Последнюю фразу услышал подошедший милиционер. Наверное, это его и успокоило, посмотрел внимательно, но вопросы задавать не стал.
– Хорошо, мы купим. Где вы живете?
Называть адрес вовсе не хотелось, да и покупателям тоже боязно идти куда-то со странными детьми. Договорились встретиться завтра в полдень на этом же месте.
Парнишка со стороны тоже наблюдал за торгом. Женя кивнула на него:
– Смотри, как глазеет. Расспрашивал меня…
Юрка пригляделся:
– Я его знаю, это Федька-второгодник, в каждом классе по два года сидел. Постойте-ка.
О чем он говорил с второгодником, Женька не слышала, но тот с удовольствием принял в дар что-то из сумки и согласно закивал.
– Юр, чего это ты продуктами разбрасываешься?
– Это защита. Он меня тоже узнал. Ладно, холодно сегодня, пойдемте домой скорей. У нас еды навалом. А завтра еще будет.
– Юр, а нам же деньги нужны, надо было за деньги что-то продать, – вдруг вспомнила Женя.
Приятель рассмеялся:
– Все сделано, я вместо одной буханки хлеба деньги у него взял. Они богатые, все барахло продадим, нам ни к чему, на буер с барахлом не возьмут. Завтра я ему портсигар предложу.
В сумке, которую отдал щедрый покупатель, оказалась банка тушенки, банка каши, буханка хлеба, кулек с крупой, конфеты и две шоколадки.
– Живем…
Они могли пройти по Сытнинской до улицы Кингисеппа и по ней выйти на Большую Пушкарскую, но Юрка, который знал на Петроградке каждый двор, решил не делать даже малого крюка и повел Женьку с Павликом мимо сада Калинина…
Нет, их не ограбили, все случилось куда страшней.
Воздушные тревоги уже давно перестали загонять всех в подвалы, на центральных улицах МПВО следило строже, чтобы при артобстреле люди прятались хоть под арки или в парадные, но во дворах все равно сновали.
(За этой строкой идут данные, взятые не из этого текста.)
// Tests for segment URL and availability calculations
//
// To run this test while enabling printing to stdout/stderr
//
//    RUST_LOG=debug cargo test --test availability -- --show-output


pub mod common;
use std::time::Duration;
use chrono::{TimeDelta, TimeZone, Utc};
use pretty_assertions::assert_eq;
use dash_mpd_addressing::{BaseURL, DashMpdError, Initialization, Manifest, MPD, Node, Period,
                          SegmentAvailability, SegmentBase, SegmentList, SegmentTemplate,
                          SegmentTimeline, SegmentURL, Variables, S, XsDatetime};
use common::{representation, setup_logging, templated_period};


const LIVE_PROFILE: &str = "urn:mpeg:dash:profile:isoff-live:2011";

fn ast() -> XsDatetime {
    Utc.with_ymd_and_hms(2024, 6, 1, 12, 0, 0).unwrap()
}

fn numbered_template() -> SegmentTemplate {
    SegmentTemplate {
        media: Some(String::from("$RepresentationID$/seg-$Number$.m4s")),
        initialization: Some(String::from("$RepresentationID$/init.mp4")),
        duration: Some(4.0),
        timescale: Some(1),
        startNumber: Some(1),
        ..Default::default()
    }
}

fn live_manifest(template: SegmentTemplate) -> Manifest {
    let mpd = MPD {
        mpdtype: Some(String::from("dynamic")),
        profiles: Some(String::from(LIVE_PROFILE)),
        availabilityStartTime: Some(ast()),
        periods: vec![templated_period("live", Some(Duration::ZERO), template,
                                       vec![representation("v1", 2_000_000)])],
        ..Default::default()
    };
    Manifest::new(mpd)
        .with_mpd_url("https://cdn.example.com/live/manifest.mpd").unwrap()
}

fn static_manifest(period: Period) -> Manifest {
    let mpd = MPD {
        mpdtype: Some(String::from("static")),
        mediaPresentationDuration: Some(Duration::from_secs(30)),
        periods: vec![period],
        ..Default::default()
    };
    Manifest::new(mpd)
        .with_mpd_url("https://cdn.example.com/vod/manifest.mpd").unwrap()
}

fn first_rep(manifest: &Manifest) -> Node {
    Node::Representation(manifest.period_keys()[0], 0, 0)
}


#[test]
fn test_ordering_and_display() {
    let t = ast();
    let mut segments = vec![
        SegmentAvailability::new(t, None, Duration::from_secs(2), "b.m4s"),
        SegmentAvailability::new(t, None, Duration::from_secs(2), "a.m4s"),
        SegmentAvailability::new(t - TimeDelta::seconds(2), None, Duration::from_secs(2), "z.m4s"),
    ];
    segments.sort();
    let urls: Vec<_> = segments.iter().map(|s| s.segment_url.as_str()).collect();
    assert_eq!(urls, ["z.m4s", "a.m4s", "b.m4s"]);
    let ended = SegmentAvailability::new(t, Some(t + TimeDelta::hours(1)), Duration::from_secs(2), "e.m4s");
    assert!(ended.is_available_at(t + TimeDelta::minutes(59)));
    assert!(!ended.is_available_at(t + TimeDelta::hours(1)));
    assert!(!ended.is_available_at(t - TimeDelta::seconds(1)));
    assert!(ended.to_string().starts_with("e.m4s available from 2024-06-01 12:00:00"));
}

#[test]
fn test_static_end_to_end() {
    setup_logging();
    let xml = r#"<?xml version="1.0" encoding="UTF-8"?>
<MPD xmlns="urn:mpeg:dash:schema:mpd:2011" type="static" minBufferTime="PT3.84S"
     mediaPresentationDuration="PT30S" profiles="urn:mpeg:dash:profile:isoff-on-demand:2011">
  <Period id="p0">
    <AdaptationSet mimeType="video/mp4" contentType="video">
      <SegmentTemplate media="$RepresentationID$/$Number$.m4s" duration="4" timescale="1"/>
      <Representation id="v1" bandwidth="500000" width="640" height="360"/>
      <Representation id="v2" bandwidth="1000000" width="1280" height="720"/>
    </AdaptationSet>
  </Period>
</MPD>"#;
    let mut manifest = Manifest::from_xml(xml).unwrap();
    assert_eq!(manifest.mpd().minBufferTime, Some(Duration::from_millis(3840)));
    manifest.select_all_representations();
    let segments = manifest.selected_segment_availability(Utc::now()).unwrap();
    assert_eq!(segments.len(), 2);
    assert!(segments[0].segment_url.contains("v1"));
    assert!(segments[1].segment_url.contains("v2"));
    assert_eq!(segments[0].segment_url, "v1/1.m4s");
    assert_eq!(segments[0].availability_start, XsDatetime::UNIX_EPOCH);
    assert_eq!(segments[0].segment_duration, Duration::from_secs(4));
    assert_eq!(segments[0].availability_end, None);

    let manifest = manifest.with_mpd_url("https://cdn.example.com/vod/manifest.mpd").unwrap();
    let segments = manifest.selected_segment_availability(Utc::now()).unwrap();
    assert_eq!(segments[1].segment_url, "https://cdn.example.com/vod/v2/1.m4s");
}

#[test]
fn test_nothing_selected() {
    setup_logging();
    let manifest = static_manifest(templated_period("p0", None, numbered_template(),
                                                    vec![representation("v1", 1000)]));
    assert!(manifest.selected_segment_availability(Utc::now()).unwrap().is_empty());
    assert!(manifest.selected_initialization_segments().unwrap().is_empty());
}

#[test]
fn test_live_next_segment() {
    setup_logging();
    let mut manifest = live_manifest(numbered_template());
    assert!(manifest.is_live());
    manifest.select_all_representations();
    let segments = manifest.selected_segment_availability(ast() + TimeDelta::seconds(10)).unwrap();
    assert_eq!(segments.len(), 1);
    let seg = &segments[0];
    // 10s into the Period the next segment starts at 12s; it is complete 4s later
    assert_eq!(seg.segment_url, "https://cdn.example.com/live/v1/seg-4.m4s");
    assert_eq!(seg.availability_start, ast() + TimeDelta::seconds(16));
    assert_eq!(seg.segment_duration, Duration::from_secs(4));

    // before the start of the presentation, the first segment of the first Period
    let segments = manifest.selected_segment_availability(ast() - TimeDelta::hours(1)).unwrap();
    assert_eq!(segments[0].segment_url, "https://cdn.example.com/live/v1/seg-1.m4s");
    assert_eq!(segments[0].availability_start, ast() + TimeDelta::seconds(4));
}

#[test]
fn test_availability_time_offset() {
    setup_logging();
    let template = SegmentTemplate { availabilityTimeOffset: Some(2.5), ..numbered_template() };
    let manifest = live_manifest(template);
    let rep = first_rep(&manifest);
    let seg = manifest.media_availability(rep, &Variables::default().with_number(3)).unwrap();
    assert_eq!(seg.availability_start, ast() + TimeDelta::milliseconds(13_500));

    // an infinite offset makes every segment available at the start of the presentation
    let mut manifest = live_manifest(numbered_template());
    manifest.update(|mpd| mpd.base_url = vec![BaseURL {
        base: String::from("https://edge.example.com/live/"),
        availabilityTimeOffset: Some(f64::INFINITY),
        ..Default::default()
    }]);
    let seg = manifest.media_availability(rep, &Variables::default().with_number(300)).unwrap();
    assert_eq!(seg.availability_start, ast());
    assert_eq!(seg.segment_url, "https://edge.example.com/live/v1/seg-301.m4s");
}

#[test]
fn test_urls_resolved_where_addressing_is_declared() {
    setup_logging();
    let mut rep = representation("v1", 1000);
    rep.BaseURL = vec![BaseURL { base: String::from("rep1/"), ..Default::default() }];
    let manifest = static_manifest(templated_period("p0", None, numbered_template(), vec![rep.clone()]));
    let seg = manifest.media_availability(first_rep(&manifest), &Variables::default().with_number(0)).unwrap();
    assert_eq!(seg.segment_url, "https://cdn.example.com/vod/v1/seg-1.m4s");

    rep.SegmentTemplate = Some(numbered_template());
    let manifest = static_manifest(templated_period("p0", None, numbered_template(), vec![rep]));
    let seg = manifest.media_availability(first_rep(&manifest), &Variables::default().with_number(0)).unwrap();
    assert_eq!(seg.segment_url, "https://cdn.example.com/vod/rep1/v1/seg-1.m4s");
}

#[test]
fn test_template_attributes_inherited() {
    setup_logging();
    let outer = SegmentTemplate {
        timescale: Some(1000),
        duration: Some(4000.0),
        startNumber: Some(10),
        ..Default::default()
    };
    let mut rep = representation("v1", 1000);
    rep.SegmentTemplate = Some(SegmentTemplate {
        media: Some(String::from("$RepresentationID$-$Number$.m4s")),
        ..Default::default()
    });
    let manifest = static_manifest(templated_period("p0", Some(Duration::from_secs(2)), outer, vec![rep]));
    let seg = manifest.media_availability(first_rep(&manifest), &Variables::default().with_number(2)).unwrap();
    assert_eq!(seg.segment_url, "https://cdn.example.com/vod/v1-12.m4s");
    assert_eq!(seg.segment_duration, Duration::from_secs(4));
    assert_eq!(seg.availability_start, XsDatetime::UNIX_EPOCH + TimeDelta::seconds(10));
}

#[test]
fn test_segment_timeline() {
    setup_logging();
    let template = SegmentTemplate {
        media: Some(String::from("$RepresentationID$/$Time$.m4s")),
        timescale: Some(1000),
        SegmentTimeline: Some(SegmentTimeline {
            segments: vec![
                S { t: Some(0), d: 2000, r: Some(2) },
                S { t: None, d: 4000, r: None },
            ],
        }),
        ..Default::default()
    };
    let manifest = static_manifest(templated_period("p0", None, template.clone(), vec![representation("v1", 1000)]));
    let seg = manifest.media_availability(first_rep(&manifest), &Variables::default().with_number(3)).unwrap();
    assert_eq!(seg.segment_url, "https://cdn.example.com/vod/v1/6000.m4s");
    assert_eq!(seg.segment_duration, Duration::from_secs(4));
    assert_eq!(seg.availability_start, XsDatetime::UNIX_EPOCH + TimeDelta::seconds(6));

    let mut manifest = live_manifest(template);
    manifest.select_all_representations();
    let segments = manifest.selected_segment_availability(ast() + TimeDelta::seconds(5)).unwrap();
    assert_eq!(segments[0].segment_url, "https://cdn.example.com/live/v1/6000.m4s");
    assert_eq!(segments[0].availability_start, ast() + TimeDelta::seconds(10));
    // past the end of the timeline
    assert!(manifest.selected_segment_availability(ast() + TimeDelta::seconds(11)).unwrap().is_empty());
}

#[test]
fn test_segment_list() {
    setup_logging();
    let mut rep = representation("v1", 1000);
    rep.SegmentList = Some(SegmentList {
        duration: Some(2),
        timescale: Some(1),
        Initialization: Some(Initialization { sourceURL: Some(String::from("init.mp4")), range: None }),
        segment_urls: ["a.m4s", "b.m4s", "c.m4s"].iter()
            .map(|m| SegmentURL { media: Some(m.to_string()), ..Default::default() })
            .collect(),
        ..Default::default()
    });
    let period = Period { id: Some(String::from("p0")), ..Default::default() };
    let mut manifest = static_manifest(period);
    manifest.update(|mpd| mpd.periods[0].adaptations = vec![Default::default()]);
    let key = manifest.period_keys()[0];
    manifest.add_representation(key, 0, rep).unwrap();
    let node = first_rep(&manifest);

    let seg = manifest.media_availability(node, &Variables::default().with_number(1)).unwrap();
    assert_eq!(seg.segment_url, "https://cdn.example.com/vod/b.m4s");
    assert_eq!(seg.availability_start, XsDatetime::UNIX_EPOCH + TimeDelta::seconds(2));
    assert!(matches!(manifest.media_availability(node, &Variables::default().with_number(5)),
                     Err(DashMpdError::Range(_))));

    let init = manifest.init_availability(node).unwrap();
    assert_eq!(init.segment_url, "https://cdn.example.com/vod/init.mp4");
    assert_eq!(init.segment_duration, Duration::ZERO);
}

#[test]
fn test_segment_base() {
    setup_logging();
    let mut rep = representation("v1", 1000);
    rep.BaseURL = vec![BaseURL { base: String::from("video-720.mp4"), ..Default::default() }];
    rep.SegmentBase = Some(SegmentBase {
        initialization: Some(Initialization { sourceURL: None, range: Some(String::from("0-999")) }),
        indexRange: Some(String::from("1000-1999")),
        ..Default::default()
    });
    let mut period = templated_period("p0", None, SegmentTemplate::default(), vec![rep]);
    period.adaptations[0].SegmentTemplate = None;
    let manifest = static_manifest(period);
    let node = first_rep(&manifest);
    let seg = manifest.media_availability(node, &Variables::default()).unwrap();
    assert_eq!(seg.segment_url, "https://cdn.example.com/vod/video-720.mp4");
    assert_eq!(seg.segment_duration, Duration::from_secs(30));
    let init = manifest.init_availability(node).unwrap();
    assert_eq!(init.segment_url, "https://cdn.example.com/vod/video-720.mp4");
}

#[test]
fn test_no_addressing_information() {
    setup_logging();
    let mut period = templated_period("p0", None, SegmentTemplate::default(), vec![representation("v1", 1000)]);
    period.adaptations[0].SegmentTemplate = None;
    let manifest = static_manifest(period);
    let seg = manifest.media_availability(first_rep(&manifest), &Variables::default()).unwrap();
    assert_eq!(seg.segment_url, "");
    assert_eq!(seg.segment_duration, Duration::ZERO);
    assert!(manifest.media_availability(Node::Period(manifest.period_keys()[0]), &Variables::default()).is_err());
}

#[test]
fn test_fallback_to_next_period() {
    setup_logging();
    let mpd = MPD {
        mpdtype: Some(String::from("static")),
        periods: vec![
            templated_period("p1", Some(Duration::ZERO), numbered_template(), vec![representation("a1", 1000)]),
            templated_period("p2", Some(Duration::from_secs(30)), numbered_template(), vec![representation("b1", 1000)]),
        ],
        ..Default::default()
    };
    let mut manifest = Manifest::new(mpd);
    let p2 = manifest.period_keys()[1];
    manifest.select_representation(Node::Representation(p2, 0, 0)).unwrap();
    let segments = manifest.selected_segment_availability(Utc::now()).unwrap();
    assert_eq!(segments.len(), 1);
    assert_eq!(segments[0].segment_url, "b1/seg-1.m4s");
    assert_eq!(segments[0].availability_start, XsDatetime::UNIX_EPOCH + TimeDelta::seconds(30));
}

#[test]
fn test_initialization_segments() {
    setup_logging();
    let reps = vec![representation("v1", 1000), representation("v2", 2000)];
    let mut manifest = live_manifest(numbered_template());
    let key = manifest.period_keys()[0];
    manifest.add_representation(key, 0, reps[1].clone()).unwrap();
    manifest.select_all_representations();
    let inits = manifest.selected_initialization_segments_at(ast() + TimeDelta::seconds(60)).unwrap();
    let urls: Vec<_> = inits.iter().map(|s| s.segment_url.as_str()).collect();
    assert_eq!(urls, ["https://cdn.example.com/live/v1/init.mp4", "https://cdn.example.com/live/v2/init.mp4"]);
    assert!(inits.iter().all(|s| s.availability_start == ast()));

    // identical initialization segments are only listed once
    let shared = SegmentTemplate { initialization: Some(String::from("init.mp4")), ..numbered_template() };
    let mut manifest = static_manifest(templated_period("p0", None, shared, reps));
    manifest.select_all_representations();
    let inits = manifest.selected_initialization_segments().unwrap();
    assert_eq!(inits.len(), 1);
    assert_eq!(inits[0].segment_url, "https://cdn.example.com/vod/init.mp4");
}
Петроградскую сторону и Васильевский обстреливали не реже, чем центр, больше доставалось только районам рядом с заводами да Международному проспекту, говорили, что там ни одного целого дома.
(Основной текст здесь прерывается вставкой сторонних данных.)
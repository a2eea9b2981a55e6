//! The `Manifest` owns a parsed `MPD` together with the state needed to answer timing and
//! addressing queries: stable handles for its Periods, a generation counter bumped by every
//! structural mutation, the Period timing cache, the manifest retrieval URL and the clock used to
//! interpret live timing.
//!
//! Periods are addressed by a [`PeriodKey`], which stays valid when other Periods are inserted or
//! removed and is preserved by `Clone`. AdaptationSets and Representations are addressed by their
//! position within their parent, through the [`Node`] enum.

use std::sync::{Arc, Mutex, OnceLock, PoisonError, MutexGuard};
use std::time::Duration;
use chrono::TimeDelta;
use tracing::{debug, trace};
use crate::{AdaptationSet, DashMpdError, MPD, Period, Representation, XsDatetime, parse};
use crate::uri::UriComponents;
use crate::timing::TimingCache;
use crate::clock::{ClockSynchronizer, SystemClock};


/// Profiles identifying a manifest intended for live streaming.
pub const LIVE_PROFILES: [&str; 2] = [
    "urn:mpeg:dash:profile:isoff-live:2011",
    "urn:dvb:dash:profile:dvb-dash:isoff-ext-live:2014",
];


/// A stable handle on a Period of a [`Manifest`].
#[derive(Debug, Clone, Copy, PartialEq, Eq, Hash, PartialOrd, Ord)]
pub struct PeriodKey(u64);

/// A node of the manifest tree.
#[derive(Debug, Clone, Copy, PartialEq, Eq, Hash)]
pub enum Node {
    Mpd,
    Period(PeriodKey),
    /// An AdaptationSet, by index within its Period.
    AdaptationSet(PeriodKey, usize),
    /// A Representation, by index of its AdaptationSet and index within that AdaptationSet.
    Representation(PeriodKey, usize, usize),
}

impl Node {
    pub fn parent(&self) -> Option<Node> {
        match *self {
            Node::Mpd => None,
            Node::Period(_) => Some(Node::Mpd),
            Node::AdaptationSet(p, _) => Some(Node::Period(p)),
            Node::Representation(p, a, _) => Some(Node::AdaptationSet(p, a)),
        }
    }

    pub fn period(&self) -> Option<PeriodKey> {
        match *self {
            Node::Mpd => None,
            Node::Period(p) | Node::AdaptationSet(p, _) | Node::Representation(p, _, _) => Some(p),
        }
    }

    /// This node followed by its ancestors, up to the MPD.
    pub fn ancestry(&self) -> impl Iterator<Item = Node> {
        std::iter::successors(Some(*self), Node::parent)
    }
}


#[derive(Debug)]
pub struct Manifest {
    mpd: MPD,
    // parallel to mpd.periods
    keys: Vec<PeriodKey>,
    next_key: u64,
    generation: u64,
    timing: Mutex<TimingCache>,
    mpd_url: Option<UriComponents>,
    clock: Arc<dyn ClockSynchronizer>,
    pub(crate) clock_offset: OnceLock<TimeDelta>,
}

impl Manifest {
    pub fn new(mpd: MPD) -> Manifest {
        let count = mpd.periods.len() as u64;
        Manifest {
            mpd,
            keys: (0..count).map(PeriodKey).collect(),
            next_key: count,
            generation: 0,
            timing: Mutex::new(TimingCache::default()),
            mpd_url: None,
            clock: Arc::new(SystemClock),
            clock_offset: OnceLock::new(),
        }
    }

    /// Parse an MPD manifest from its XML form.
    pub fn from_xml(xml: &str) -> Result<Manifest, DashMpdError> {
        parse(xml).map(Manifest::new)
    }

    /// Set the URL from which the manifest was retrieved, the root of the BaseURL cascade.
    pub fn with_mpd_url(mut self, url: &str) -> Result<Manifest, DashMpdError> {
        let parsed = UriComponents::parse(url)?;
        if !parsed.is_absolute() {
            return Err(DashMpdError::Parsing(format!("manifest URL {url} is not absolute")));
        }
        self.mpd_url = Some(parsed);
        Ok(self)
    }

    /// Use `clock` to synchronise with the UTCTiming sources declared in the manifest.
    pub fn with_clock(mut self, clock: Arc<dyn ClockSynchronizer>) -> Manifest {
        self.clock = clock;
        self.clock_offset = OnceLock::new();
        self
    }

    pub fn mpd(&self) -> &MPD {
        &self.mpd
    }

    pub fn into_mpd(self) -> MPD {
        self.mpd
    }

    pub fn mpd_url(&self) -> Option<&UriComponents> {
        self.mpd_url.as_ref()
    }

    pub(crate) fn clock(&self) -> &dyn ClockSynchronizer {
        self.clock.as_ref()
    }

    /// Incremented by every mutation that can change Period timing.
    pub fn generation(&self) -> u64 {
        self.generation
    }

    fn bump_generation(&mut self) {
        self.generation += 1;
        trace!(generation = self.generation, "manifest changed");
    }

    pub(crate) fn timing_cache(&self) -> MutexGuard<'_, TimingCache> {
        self.timing.lock().unwrap_or_else(PoisonError::into_inner)
    }

    fn fresh_key(&mut self) -> PeriodKey {
        let key = PeriodKey(self.next_key);
        self.next_key += 1;
        key
    }

    fn rekey(&mut self) {
        let count = self.mpd.periods.len();
        let keys: Vec<PeriodKey> = (0..count).map(|_| self.fresh_key()).collect();
        self.keys = keys;
        debug!(periods = count, "period handles reassigned");
    }

    // Selections made before Representations were removed through a mutable borrow.
    fn prune_selections(&mut self) {
        self.mpd.periods.iter_mut()
            .flat_map(|p| p.adaptations.iter_mut())
            .for_each(AdaptationSet::prune_selection);
    }

    /// Apply arbitrary changes to the underlying MPD. If the number of Periods changes, all
    /// existing `PeriodKey`s are invalidated.
    pub fn update<F: FnOnce(&mut MPD)>(&mut self, f: F) {
        let count = self.mpd.periods.len();
        self.prune_selections();
        f(&mut self.mpd);
        if self.mpd.periods.len() != count {
            self.rekey();
        }
        self.prune_selections();
        self.bump_generation();
    }

    pub fn set_media_presentation_duration(&mut self, duration: Option<Duration>) {
        self.mpd.mediaPresentationDuration = duration;
        self.bump_generation();
    }

    // Periods

    /// Handles of the Periods, in document order.
    pub fn period_keys(&self) -> &[PeriodKey] {
        &self.keys
    }

    pub fn period_index(&self, key: PeriodKey) -> Option<usize> {
        self.keys.iter().position(|k| *k == key)
    }

    pub fn period(&self, key: PeriodKey) -> Option<&Period> {
        self.period_index(key).map(|i| &self.mpd.periods[i])
    }

    /// Mutable access to a Period. Timing caches are invalidated.
    pub fn period_mut(&mut self, key: PeriodKey) -> Option<&mut Period> {
        let idx = self.period_index(key)?;
        self.bump_generation();
        let period = &mut self.mpd.periods[idx];
        period.adaptations.iter_mut().for_each(AdaptationSet::prune_selection);
        Some(period)
    }

    pub fn periods(&self) -> impl Iterator<Item = (PeriodKey, &Period)> {
        self.keys.iter().copied().zip(self.mpd.periods.iter())
    }

    pub fn period_by_id(&self, id: &str) -> Option<PeriodKey> {
        self.periods()
            .find(|(_, p)| p.id.as_deref() == Some(id))
            .map(|(k, _)| k)
    }

    pub fn previous_period(&self, key: PeriodKey) -> Option<PeriodKey> {
        let idx = self.period_index(key)?;
        idx.checked_sub(1).map(|i| self.keys[i])
    }

    pub fn next_period(&self, key: PeriodKey) -> Option<PeriodKey> {
        let idx = self.period_index(key)?;
        self.keys.get(idx + 1).copied()
    }

    fn unknown_period(key: PeriodKey) -> DashMpdError {
        DashMpdError::Range(format!("no Period with handle {key:?}"))
    }

    pub fn set_period_start(&mut self, key: PeriodKey, start: Option<Duration>) -> Result<(), DashMpdError> {
        let period = self.period_mut(key).ok_or_else(|| Manifest::unknown_period(key))?;
        period.start = start;
        Ok(())
    }

    pub fn set_period_duration(&mut self, key: PeriodKey, duration: Option<Duration>) -> Result<(), DashMpdError> {
        let period = self.period_mut(key).ok_or_else(|| Manifest::unknown_period(key))?;
        period.duration = duration;
        Ok(())
    }

    /// Add a Period. A Period that declares its start is inserted before the first Period whose
    /// declared start is later; other Periods are appended.
    pub fn add_period(&mut self, period: Period) -> PeriodKey {
        let idx = match period.start {
            Some(start) => self.mpd.periods.iter()
                .position(|p| p.start.is_some_and(|s| s > start))
                .unwrap_or(self.mpd.periods.len()),
            None => self.mpd.periods.len(),
        };
        let key = self.fresh_key();
        self.mpd.periods.insert(idx, period);
        self.keys.insert(idx, key);
        self.bump_generation();
        key
    }

    /// Remove a Period. Removing the only Period of the manifest is rejected.
    pub fn remove_period(&mut self, key: PeriodKey) -> Result<Period, DashMpdError> {
        let idx = self.period_index(key).ok_or_else(|| Manifest::unknown_period(key))?;
        if self.mpd.periods.len() == 1 {
            return Err(DashMpdError::InvalidStructure(
                String::from("removing the only Period would make the MPD invalid")));
        }
        self.keys.remove(idx);
        let removed = self.mpd.periods.remove(idx);
        self.bump_generation();
        Ok(removed)
    }

    pub fn remove_period_by_id(&mut self, id: &str) -> Result<Period, DashMpdError> {
        let key = self.period_by_id(id)
            .ok_or_else(|| DashMpdError::Range(format!("no Period with id {id}")))?;
        self.remove_period(key)
    }

    // AdaptationSets and Representations

    pub fn adaptation_set(&self, key: PeriodKey, adaptation: usize) -> Option<&AdaptationSet> {
        self.period(key)?.adaptations.get(adaptation)
    }

    /// Mutable access to an AdaptationSet. Selected ids of Representations removed through an
    /// earlier borrow are forgotten first.
    pub fn adaptation_set_mut(&mut self, key: PeriodKey, adaptation: usize) -> Option<&mut AdaptationSet> {
        let idx = self.period_index(key)?;
        let aset = self.mpd.periods[idx].adaptations.get_mut(adaptation)?;
        aset.prune_selection();
        Some(aset)
    }

    pub fn representation(&self, key: PeriodKey, adaptation: usize, representation: usize) -> Option<&Representation> {
        self.adaptation_set(key, adaptation)?.representations.get(representation)
    }

    /// The Representation designated by a `Node::Representation`.
    pub fn representation_at(&self, node: Node) -> Result<&Representation, DashMpdError> {
        match node {
            Node::Representation(p, a, r) => self.representation(p, a, r)
                .ok_or_else(|| DashMpdError::Range(format!("no Representation at {node:?}"))),
            _ => Err(DashMpdError::Range(format!("{node:?} is not a Representation"))),
        }
    }

    /// Whether `node` designates an element of this manifest.
    pub fn contains(&self, node: Node) -> bool {
        match node {
            Node::Mpd => true,
            Node::Period(p) => self.period(p).is_some(),
            Node::AdaptationSet(p, a) => self.adaptation_set(p, a).is_some(),
            Node::Representation(p, a, r) => self.representation(p, a, r).is_some(),
        }
    }

    /// Append a Representation to an AdaptationSet, returning its index.
    pub fn add_representation(&mut self, key: PeriodKey, adaptation: usize, rep: Representation) -> Result<usize, DashMpdError> {
        let aset = self.adaptation_set_mut(key, adaptation)
            .ok_or_else(|| DashMpdError::Range(format!("no AdaptationSet {adaptation} in Period {key:?}")))?;
        aset.representations.push(rep);
        Ok(aset.representations.len() - 1)
    }

    /// Remove the Representation with identifier `id` from an AdaptationSet, and from the set of
    /// selected Representations.
    pub fn remove_representation(&mut self, key: PeriodKey, adaptation: usize, id: &str) -> Result<Representation, DashMpdError> {
        let aset = self.adaptation_set_mut(key, adaptation)
            .ok_or_else(|| DashMpdError::Range(format!("no AdaptationSet {adaptation} in Period {key:?}")))?;
        let pos = aset.representations.iter()
            .position(|r| r.id.as_deref() == Some(id))
            .ok_or_else(|| DashMpdError::Range(format!("no Representation with id {id}")))?;
        aset.selected.remove(id);
        Ok(aset.representations.remove(pos))
    }

    // Profiles and presentation type

    /// The profile URIs declared by the manifest.
    pub fn profiles(&self) -> Vec<String> {
        self.mpd.profiles.as_deref()
            .unwrap_or("")
            .split(',')
            .map(str::trim)
            .filter(|p| !p.is_empty())
            .map(String::from)
            .collect()
    }

    pub fn has_profile(&self, profile: &str) -> bool {
        self.profiles().iter().any(|p| p == profile)
    }

    pub fn add_profile(&mut self, profile: &str) {
        let mut profiles = self.profiles();
        if !profiles.iter().any(|p| p == profile) {
            profiles.push(profile.to_string());
            self.mpd.profiles = Some(profiles.join(","));
            self.bump_generation();
        }
    }

    /// Remove a declared profile. The manifest must keep at least one profile.
    pub fn remove_profile(&mut self, profile: &str) -> Result<(), DashMpdError> {
        let mut profiles = self.profiles();
        let Some(pos) = profiles.iter().position(|p| p == profile) else {
            return Ok(());
        };
        if profiles.len() == 1 {
            return Err(DashMpdError::InvalidStructure(
                String::from("removing the only profile would make the MPD invalid")));
        }
        profiles.remove(pos);
        self.mpd.profiles = Some(profiles.join(","));
        self.bump_generation();
        Ok(())
    }

    pub fn is_dynamic(&self) -> bool {
        self.mpd.mpdtype.as_deref() == Some("dynamic")
    }

    /// Whether this is a live presentation: a dynamic manifest with an availabilityStartTime that
    /// declares one of the live profiles.
    pub fn is_live(&self) -> bool {
        self.is_dynamic() &&
            self.mpd.availabilityStartTime.is_some() &&
            self.profiles().iter().any(|p| LIVE_PROFILES.contains(&p.as_str()))
    }

    /// The time after which a dynamic manifest should be fetched again.
    pub fn manifest_expiry(&self) -> Option<XsDatetime> {
        if !self.is_dynamic() {
            return None;
        }
        let published = self.mpd.publishTime?;
        let update = TimeDelta::from_std(self.mpd.minimumUpdatePeriod?).ok()?;
        published.checked_add_signed(update)
    }
}

impl Clone for Manifest {
    fn clone(&self) -> Self {
        Manifest {
            mpd: self.mpd.clone(),
            keys: self.keys.clone(),
            next_key: self.next_key,
            generation: self.generation,
            timing: Mutex::new(TimingCache::default()),
            mpd_url: self.mpd_url.clone(),
            clock: Arc::clone(&self.clock),
            clock_offset: self.clock_offset.clone(),
        }
    }
}

impl From<MPD> for Manifest {
    fn from(mpd: MPD) -> Self {
        Manifest::new(mpd)
    }
}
Надо бы спрятаться, если не в бомбоубежище или щель, то хоть в подъезд войти, чтобы осколками не посекло. Когда перебегали открытое пространство (Женьке пришлось тащить Павлика, словно мешок), она заметила хороший обломок доски. Явно кто-то волок себе, но бросил, испугавшись обстрела.
Юрка тоже заметил и, почти добежав до спасительной крыши над головой, вдруг сунул Женьке в руки сумку:
– Прячьтесь, я сейчас.
Это была глупость, почти бравада, чувствуя себя победителем, Юрка пожелал большего, казалось, сегодня ему удается все, можно и рискнуть.
Перепуганная свистом осколков снарядов, грохотом и плачем Павлика, Женька втолкнула малыша в парадную и без сил прислонилась к стене сама. Юрка возился с доской.
Женьку взяла досада, далась ему эта доска, словно без нее дров не найдут. А если и не найдут, так лучше мебель в печку пустить или вообще померзнуть, чем жизнью рисковать! Сколько можно выковыривать доску из-под снега, опасно же!
Или он… Юрка вел себя странно, он не просто не боялся, а словно улегся отдыхать… Женька в ужасе смотрела на друга, пытаясь понять, шевелится тот или нет. Не думая ни о чем, рванулась к Юрке сама, но ей успела преградить путь какая-то женщина:
– Куда?! Сдурела? Ему уже не поможешь и сама погибнешь.
– К-кому не поможешь?
– Да брату твоему. Чего он отстал?
Она говорила еще что-то, но Женя уже не слышала. Земля ушла из-под ног, а в голове так загрохотало, что всем снарядам вместе не перекрыть. Юрке не поможешь?!